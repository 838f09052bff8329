mod init;
pub use init::{init_logging, parse_rotation};
use std::path::PathBuf;
use std::sync::OnceLock;
use tracing::Level;
use tracing_appender::rolling::Rotation;

use crate::utils::app_dir;

/// Log filename inside the log directory.
pub const LOG_FILENAME: &str = "doclink.log";

static LOG_FILE_PATH: OnceLock<String> = OnceLock::new();

/// Remembers where logs are written so error reports can point at them.
pub fn set_log_file_path(path: String) {
    let _ = LOG_FILE_PATH.set(path);
}

/// The log file path, or `""` before logging is initialized.
#[must_use]
pub fn get_log_file_path() -> &'static str {
    LOG_FILE_PATH.get().map_or("", |s| s.as_str())
}

pub struct LogConfig {
    pub log_dir: PathBuf,
    pub log_level: Level,
    pub json_format: bool,
    pub rotation: Rotation,
}

impl Default for LogConfig {
    fn default() -> Self {
        Self {
            log_dir: app_dir().join("logs"),
            log_level: Level::INFO,
            json_format: false,
            rotation: Rotation::DAILY,
        }
    }
}
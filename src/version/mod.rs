//! Validation shared by every operation that creates a version.

use crate::errors::ValidationError;
use crate::link::{resolved, LinkedDocument};
use crate::path::InstancePath;

pub const MAX_VERSION_NAME_LENGTH: usize = 256;
pub const MAX_DESCRIPTION_LENGTH: usize = 10_000;

/// A version name must be present, non-empty and at most
/// [`MAX_VERSION_NAME_LENGTH`] UTF-16 code units, the unit the backend
/// measures in.
#[must_use]
pub fn is_version_name_valid(name: Option<&str>) -> bool {
    match name {
        None | Some("") => false,
        Some(name) => name.encode_utf16().count() <= MAX_VERSION_NAME_LENGTH,
    }
}

/// Descriptions are measured in UTF-16 code units too.
#[must_use]
pub fn is_version_description_valid(description: &str) -> bool {
    description.encode_utf16().count() <= MAX_DESCRIPTION_LENGTH
}

/// Input of a push-version request.
#[derive(Debug, Clone, PartialEq, Eq)]
pub struct PushVersionArgs {
    pub name: String,
    pub description: String,
    /// Parent instances whose references move to the new version.
    pub instances_to_update: Vec<InstancePath>,
}

impl PushVersionArgs {
    /// Targets every resolved link in `parents`. Unresolved links can't be
    /// updated and are skipped.
    #[must_use]
    pub fn from_links(name: &str, description: &str, parents: &[LinkedDocument]) -> Self {
        Self {
            name: name.to_string(),
            description: description.to_string(),
            instances_to_update: resolved(parents).map(|link| link.instance.clone()).collect(),
        }
    }

    pub fn validate(&self) -> Result<(), ValidationError> {
        if !is_version_name_valid(Some(&self.name)) {
            return Err(ValidationError::InvalidVersionName {
                max: MAX_VERSION_NAME_LENGTH,
            });
        }
        if !is_version_description_valid(&self.description) {
            return Err(ValidationError::DescriptionTooLong {
                max: MAX_DESCRIPTION_LENGTH,
            });
        }
        if self.instances_to_update.is_empty() {
            return Err(ValidationError::NoPushTargets);
        }
        Ok(())
    }
}

/// Message shown after a push, e.g. "Successfully updated references in 2
/// documents."
#[must_use]
pub fn success_description(count: usize) -> String {
    let plural = if count == 1 { "" } else { "s" };
    format!("Successfully updated references in {count} document{plural}.")
}

/// Message shown after updating references to children.
#[must_use]
pub fn update_references_message(updated_elements: u32) -> String {
    if updated_elements > 0 {
        format!("Successfully updated outdated references in {updated_elements} tabs")
    } else {
        "No outdated references were found".to_string()
    }
}

#[cfg(test)]
#[path = "version_tests.rs"]
mod tests;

────

__What this task involves__: The lines to copy are those in the listing that contain the word "static".

__Reply to the task__:
static LOG_FILE_PATH: OnceLock<String> = OnceLock::new();
pub fn get_log_file_path() -> &'static str {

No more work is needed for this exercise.